Handwriting text recognition is an vital task. Automation allows for a dramatical reduction in labor costs for processing correspondence and application forms and deciphering historical manuscripts.
Handwritten text has several features because of both the inter- and intraclass variability - different instances of the same word written by different people may vary greatly, and the same character written by the same writer may look very different depending on the context when it was written. In addition to the above, historical records may contain flaws like ink drops and paper defects. Another problem with historical documents is the usually small amount of labeled data. Deciphering historical manuscripts is carried out with the help of rare specialists – historians and linguists; this significantly increases the deciphering cost, especially with many documents. Our approach involves having specialists label a relatively small number of documents, train the model, and apply it to the remaining data.
We propose a handwritten text recognition system, as well as two ways to increase the volume of training data: augmentation that simulates strikethrough text - HandWritten Blots and a ”new text” generation method - StackMix.
The system was originally designed to decipher Peter the Great manuscripts that were first introduced at [potanin2021digital] by using marked-up lines of the text as input. One line of text is 2 048 pixels width and 128 pixels height (Fig. 1).
The remaining paper is organized as follows. Related works are presented in Section 2. Some of them are used for comparison with state-of-the-art models. Section 3 is devoted to describing our method.
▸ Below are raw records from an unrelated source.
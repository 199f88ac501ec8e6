use axum::{
    extract::{Path, State},
    http::StatusCode,
    response::IntoResponse,
    Extension, Json,
};
use serde::Deserialize;
use serde_json::json;
use uuid::Uuid;

use crate::error::ApiError;
use crate::middleware::CurrentUser;
use crate::services::groups::{GroupService, NewGroup};
use crate::state::AppState;

#[derive(Deserialize)]
pub struct CreateGroupRequest {
    pub name: String,
    pub description: String,
}

#[derive(Deserialize)]
pub struct AnnouncementRequest {
    pub message: String,
}

/// POST /api/groups (sector/district admin)
pub async fn create(
    State(state): State<AppState>,
    Extension(CurrentUser(actor)): Extension<CurrentUser>,
    Json(payload): Json<CreateGroupRequest>,
) -> Result<impl IntoResponse, ApiError> {
    let service = GroupService::new(state.pool.clone());
    let group = service
        .create(
            &actor,
            NewGroup {
                name: payload.name,
                description: payload.description,
            },
        )
        .await?;

    Ok((
        StatusCode::CREATED,
        Json(json!({ "success": true, "data": group })),
    ))
}

/// GET /api/groups - groups in the caller's jurisdiction
pub async fn list(
    State(state): State<AppState>,
    Extension(CurrentUser(actor)): Extension<CurrentUser>,
) -> Result<impl IntoResponse, ApiError> {
    let service = GroupService::new(state.pool.clone());
    let groups = service.list(&actor).await?;
    Ok(Json(json!({ "success": true, "data": groups })))
}

/// GET /api/groups/:id (member only)
pub async fn get(
    State(state): State<AppState>,
    Extension(CurrentUser(actor)): Extension<CurrentUser>,
    Path(id): Path<Uuid>,
) -> Result<impl IntoResponse, ApiError> {
    let service = GroupService::new(state.pool.clone());
    let (group, members) = service.get(&actor, id).await?;
    Ok(Json(json!({
        "success": true,
        "data": { "group": group, "members": members }
    })))
}

/// POST /api/groups/:id/join
pub async fn join(
    State(state): State<AppState>,
    Extension(CurrentUser(actor)): Extension<CurrentUser>,
    Path(id): Path<Uuid>,
) -> Result<impl IntoResponse, ApiError> {
    let service = GroupService::new(state.pool.clone());
    let member = service.join(&actor, id).await?;
    Ok((
        StatusCode::CREATED,
        Json(json!({ "success": true, "data": member })),
    ))
}

/// POST /api/groups/:id/leave
pub async fn leave(
    State(state): State<AppState>,
    Extension(CurrentUser(actor)): Extension<CurrentUser>,
    Path(id): Path<Uuid>,
) -> Result<impl IntoResponse, ApiError> {
    let service = GroupService::new(state.pool.clone());
    service.leave(&actor, id).await?;
    Ok(Json(json!({ "success": true, "data": null })))
}

/// POST /api/groups/:id/announcements (creator only)
pub async fn post_announcement(
    State(state): State<AppState>,
    Extension(CurrentUser(actor)): Extension<CurrentUser>,
    Path(id): Path<Uuid>,
    Json(payload): Json<AnnouncementRequest>,
) -> Result<impl IntoResponse, ApiError> {
    let service = GroupService::new(state.pool.clone());
    let announcement = service
        .post_announcement(&actor, id, &payload.message)
        .await?;
    Ok((
        StatusCode::CREATED,
        Json(json!({ "success": true, "data": announcement })),
    ))
}

/// GET /api/groups/:id/announcements (member only)
pub async fn announcements(
    State(state): State<AppState>,
    Extension(CurrentUser(actor)): Extension<CurrentUser>,
    Path(id): Path<Uuid>,
) -> Result<impl IntoResponse, ApiError> {
    let service = GroupService::new(state.pool.clone());
    let announcements = service.announcements(&actor, id).await?;
    Ok(Json(json!({ "success": true, "data": announcements })))
}
use chrono::{DateTime, Utc};
use serde::{Deserialize, Serialize};
use sqlx::FromRow;
use uuid::Uuid;

use super::location::Location;

#[derive(Debug, Clone, Copy, PartialEq, Eq, Hash, Serialize, Deserialize, sqlx::Type)]
#[serde(rename_all = "snake_case")]
#[sqlx(type_name = "complaint_status", rename_all = "snake_case")]
pub enum ComplaintStatus {
    Pending,
    // Declared in the schema; no operation currently transitions into it.
    InProgress,
    Resolved,
    Escalated,
}

impl ComplaintStatus {
    pub fn as_str(&self) -> &'static str {
        match self {
            ComplaintStatus::Pending => "pending",
            ComplaintStatus::InProgress => "in_progress",
            ComplaintStatus::Resolved => "resolved",
            ComplaintStatus::Escalated => "escalated",
        }
    }
}

/// Citizen-reported issue routed through the admin hierarchy.
///
/// Escalation level 0 means the complaint is owned by the assigned sector
/// admin; level 1 adds a district admin assignee. Level 2 is reserved.
#[derive(Debug, Clone, Serialize, FromRow)]
pub struct Complaint {
    pub id: Uuid,
    pub title: String,
    pub description: String,
    pub status: ComplaintStatus,
    pub escalation_level: i16,
    pub user_id: Uuid,
    pub sector_admin_id: Uuid,
    pub district_admin_id: Option<Uuid>,
    #[sqlx(flatten)]
    pub location: Location,
    pub created_at: DateTime<Utc>,
    pub resolved_at: Option<DateTime<Utc>>,
}

impl Complaint {
    pub fn is_resolved(&self) -> bool {
        matches!(self.status, ComplaintStatus::Resolved)
    }
}
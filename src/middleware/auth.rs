use axum::{
    extract::{Request, State},
    http::HeaderMap,
    middleware::Next,
    response::Response,
};

use crate::auth;
use crate::database::models::User;
use crate::error::ApiError;
use crate::state::AppState;

/// Live user record resolved from the bearer token on every request.
#[derive(Clone, Debug)]
pub struct CurrentUser(pub User);

/// Authentication middleware: verifies the bearer token and resolves the
/// embedded id to a live user record, which is injected into the request
/// extensions. Rejects with 401 when the header is absent or malformed, the
/// signature or expiry is invalid, or the user no longer exists.
pub async fn protect(
    State(state): State<AppState>,
    headers: HeaderMap,
    mut request: Request,
    next: Next,
) -> Result<Response, ApiError> {
    let token = extract_bearer_token(&headers).map_err(ApiError::unauthorized)?;

    let claims = auth::verify_token(&token)?;

    let user: Option<User> = sqlx::query_as(
        "SELECT id, name, email, password_hash, role, province, district, sector, created_at \
         FROM users WHERE id = $1",
    )
    .bind(claims.sub)
    .fetch_optional(&state.pool)
    .await?;

    let user = user.ok_or_else(|| {
        ApiError::unauthorized("The user belonging to this token no longer exists")
    })?;

    request.extensions_mut().insert(CurrentUser(user));
    Ok(next.run(request).await)
}

/// Extract the token from an `Authorization: Bearer <token>` header.
fn extract_bearer_token(headers: &HeaderMap) -> Result<String, String> {
    let auth_header = headers
        .get("authorization")
        .ok_or_else(|| "Missing Authorization header".to_string())?;

    let auth_str = auth_header
        .to_str()
        .map_err(|_| "Invalid Authorization header format".to_string())?;

    if let Some(token) = auth_str.strip_prefix("Bearer ") {
        if token.trim().is_empty() {
            return Err("Empty bearer token".to_string());
        }
        Ok(token.to_string())
    } else {
        Err("Authorization header must use Bearer token format".to_string())
    }
}

#[cfg(test)]
mod tests {
    use super::*;

    fn headers_with(value: &str) -> HeaderMap {
        let mut headers = HeaderMap::new();
        headers.insert("authorization", value.parse().unwrap());
        headers
    }

    #[test]
    fn extracts_bearer_token() {
        let headers = headers_with("Bearer abc.def.ghi");
        assert_eq!(extract_bearer_token(&headers).unwrap(), "abc.def.ghi");
    }

    #[test]
    fn rejects_missing_header() {
        assert!(extract_bearer_token(&HeaderMap::new()).is_err());
    }

    #[test]
    fn rejects_non_bearer_scheme() {
        let headers = headers_with("Basic dXNlcjpwYXNz");
        assert!(extract_bearer_token(&headers).is_err());
    }

    #[test]
    fn rejects_empty_token() {
        let headers = headers_with("Bearer   ");
        assert!(extract_bearer_token(&headers).is_err());
    }
}
// HTTP API Error Types
use axum::{http::StatusCode, response::IntoResponse, Json};
use serde_json::{json, Value};
use std::collections::HashMap;

/// HTTP API error with appropriate status codes and client-friendly messages
#[derive(Debug)]
pub enum ApiError {
    // 400 Bad Request
    BadRequest(String),
    ValidationError {
        message: String,
        field_errors: Option<HashMap<String, String>>,
    },

    // 401 Unauthorized
    Unauthorized(String),

    // 403 Forbidden
    Forbidden(String),

    // 404 Not Found
    NotFound(String),

    // 409 Conflict
    Conflict(String),

    // 429 Too Many Requests
    TooManyRequests {
        message: String,
        retry_after_secs: u64,
    },

    // 500 Internal Server Error
    InternalServerError(String),

    // 503 Service Unavailable
    ServiceUnavailable(String),
}

impl ApiError {
    /// Get HTTP status code
    pub fn status_code(&self) -> u16 {
        match self {
            ApiError::BadRequest(_) => 400,
            ApiError::ValidationError { .. } => 400,
            ApiError::Unauthorized(_) => 401,
            ApiError::Forbidden(_) => 403,
            ApiError::NotFound(_) => 404,
            ApiError::Conflict(_) => 409,
            ApiError::TooManyRequests { .. } => 429,
            ApiError::InternalServerError(_) => 500,
            ApiError::ServiceUnavailable(_) => 503,
        }
    }

    /// Get client-safe error message
    pub fn message(&self) -> &str {
        match self {
            ApiError::BadRequest(msg) => msg,
            ApiError::ValidationError { message, .. } => message,
            ApiError::Unauthorized(msg) => msg,
            ApiError::Forbidden(msg) => msg,
            ApiError::NotFound(msg) => msg,
            ApiError::Conflict(msg) => msg,
            ApiError::TooManyRequests { message, .. } => message,
            ApiError::InternalServerError(msg) => msg,
            ApiError::ServiceUnavailable(msg) => msg,
        }
    }

    /// Get error code for client handling
    pub fn error_code(&self) -> &'static str {
        match self {
            ApiError::BadRequest(_) => "BAD_REQUEST",
            ApiError::ValidationError { .. } => "VALIDATION_ERROR",
            ApiError::Unauthorized(_) => "UNAUTHORIZED",
            ApiError::Forbidden(_) => "FORBIDDEN",
            ApiError::NotFound(_) => "NOT_FOUND",
            ApiError::Conflict(_) => "CONFLICT",
            ApiError::TooManyRequests { .. } => "TOO_MANY_REQUESTS",
            ApiError::InternalServerError(_) => "INTERNAL_SERVER_ERROR",
            ApiError::ServiceUnavailable(_) => "SERVICE_UNAVAILABLE",
        }
    }

    /// Convert to JSON response body
    pub fn to_json(&self) -> Value {
        match self {
            ApiError::ValidationError { message, field_errors } => {
                let mut response = json!({
                    "error": true,
                    "message": message,
                    "code": "VALIDATION_ERROR"
                });

                if let Some(field_errors) = field_errors {
                    response["field_errors"] = json!(field_errors);
                }

                response
            }
            ApiError::TooManyRequests { message, retry_after_secs } => {
                json!({
                    "error": true,
                    "message": message,
                    "code": "TOO_MANY_REQUESTS",
                    "retry_after_secs": retry_after_secs
                })
            }
            _ => {
                json!({
                    "error": true,
                    "message": self.message(),
                    "code": self.error_code()
                })
            }
        }
    }
}

// Static constructor methods
impl ApiError {
    pub fn bad_request(message: impl Into<String>) -> Self {
        ApiError::BadRequest(message.into())
    }

    pub fn validation_error(
        message: impl Into<String>,
        field_errors: Option<HashMap<String, String>>,
    ) -> Self {
        ApiError::ValidationError {
            message: message.into(),
            field_errors,
        }
    }

    pub fn unauthorized(message: impl Into<String>) -> Self {
        ApiError::Unauthorized(message.into())
    }

    pub fn forbidden(message: impl Into<String>) -> Self {
        ApiError::Forbidden(message.into())
    }

    pub fn not_found(message: impl Into<String>) -> Self {
        ApiError::NotFound(message.into())
    }

    pub fn conflict(message: impl Into<String>) -> Self {
        ApiError::Conflict(message.into())
    }

    pub fn too_many_requests(message: impl Into<String>, retry_after_secs: u64) -> Self {
        ApiError::TooManyRequests {
            message: message.into(),
            retry_after_secs,
        }
    }

    pub fn internal_server_error(message: impl Into<String>) -> Self {
        ApiError::InternalServerError(message.into())
    }

    pub fn service_unavailable(message: impl Into<String>) -> Self {
        ApiError::ServiceUnavailable(message.into())
    }
}

impl From<sqlx::Error> for ApiError {
    fn from(err: sqlx::Error) -> Self {
        match err {
            sqlx::Error::RowNotFound => ApiError::not_found("Record not found"),
            other => {
                // Log the real error but return a generic message
                tracing::error!("Database error: {}", other);
                ApiError::internal_server_error("An error occurred while processing your request")
            }
        }
    }
}

impl From<crate::auth::TokenError> for ApiError {
    fn from(err: crate::auth::TokenError) -> Self {
        tracing::debug!("Token error: {}", err);
        ApiError::unauthorized("Invalid or expired token")
    }
}

// Standard error trait implementations
impl std::fmt::Display for ApiError {
    fn fmt(&self, f: &mut std::fmt::Formatter<'_>) -> std::fmt::Result {
        write!(f, "{}", self.message())
    }
}

impl std::error::Error for ApiError {}

// Automatic HTTP response conversion for Axum
impl IntoResponse for ApiError {
    fn into_response(self) -> axum::response::Response {
        let status =
            StatusCode::from_u16(self.status_code()).unwrap_or(StatusCode::INTERNAL_SERVER_ERROR);

        if let ApiError::TooManyRequests { retry_after_secs, .. } = &self {
            let retry_after = *retry_after_secs;
            let mut response = (status, Json(self.to_json())).into_response();
            if let Ok(value) = retry_after.to_string().parse() {
                response.headers_mut().insert("Retry-After", value);
            }
            return response;
        }

        (status, Json(self.to_json())).into_response()
    }
}

#[cfg(test)]
mod tests {
    use super::*;

    #[test]
    fn status_codes_match_taxonomy() {
        assert_eq!(ApiError::bad_request("x").status_code(), 400);
        assert_eq!(ApiError::unauthorized("x").status_code(), 401);
        assert_eq!(ApiError::forbidden("x").status_code(), 403);
        assert_eq!(ApiError::not_found("x").status_code(), 404);
        assert_eq!(ApiError::conflict("x").status_code(), 409);
        assert_eq!(ApiError::too_many_requests("x", 30).status_code(), 429);
    }

    #[test]
    fn too_many_requests_carries_retry_hint() {
        let err = ApiError::too_many_requests("slow down", 42);
        let body = err.to_json();
        assert_eq!(body["retry_after_secs"], 42);
        assert_eq!(body["code"], "TOO_MANY_REQUESTS");
    }

    #[test]
    fn row_not_found_maps_to_404() {
        let err: ApiError = sqlx::Error::RowNotFound.into();
        assert_eq!(err.status_code(), 404);
    }
}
It includes information about neural network architecture and augmentations, and introduces StackMix. Section 4 describes datasets and metrics used in experiments. Section 5 provides a detailed description of the experiments and results. Section 6 concludes the paper.
2 Related Work
Early works on handwritten recognition problems suggest using a combination of hidden Markov models and RNNs[bengio1999, bourlard1994] or algorithms based on conditional random fields [lafferty2001]
. The disadvantage of these approaches is the impossibility of end-to-end loss function optimization. In 2006, a new approach was introduced - Connectionist Temporary Classification[CTC]
. The basic idea was to interpret the network outputs as a probability distribution over all possible label sequences, conditioned on a given input sequence. Given this distribution, an objective function can be derived that directly maximizes the probabilities of the correct labelings. Since the objective function is differentiable, the network can then be trained with standard backpropagation through time. New loss function were also introduced in this article - CTC loss. The ideas proposed in the article found a wide response among researchers, becoming the de-facto standard for handwritten recognition works[gramCTC, HWRfew, de2019no].
MDLSTM [voigtlaender2016handwriting] networks use 2D-RNN which can deal with both axes of an input image. A simple model consists of several CNN and MDLSTM layers and using CTC loss provides excellent metrics for the IAM [marti2002iam] dataset. However, MDLSTM models have some disadvantages like high computational costs and instability. In work [de2019no]
, the authors proposed an “example-packing” method. This eliminates the cost of padding for different-sized images. In works[coquenet2020recurrence] and [ingle2019scalable], the authors try to eliminate recurrent layers in CNN-LSTM-CTC to decrease the number of parameters. Their Gated Fully Convolutional Networks shows relatively good results, even without a language model.
Another alternative to the RCNN-CTC approach is seq2seq models [michael2019evaluating]. The encoder extracts features from the input, and the decoder with an attention mechanism emits the output sequentially. Common tricks may significantly improve the quality of HTR models. In [aradillas2020boosting]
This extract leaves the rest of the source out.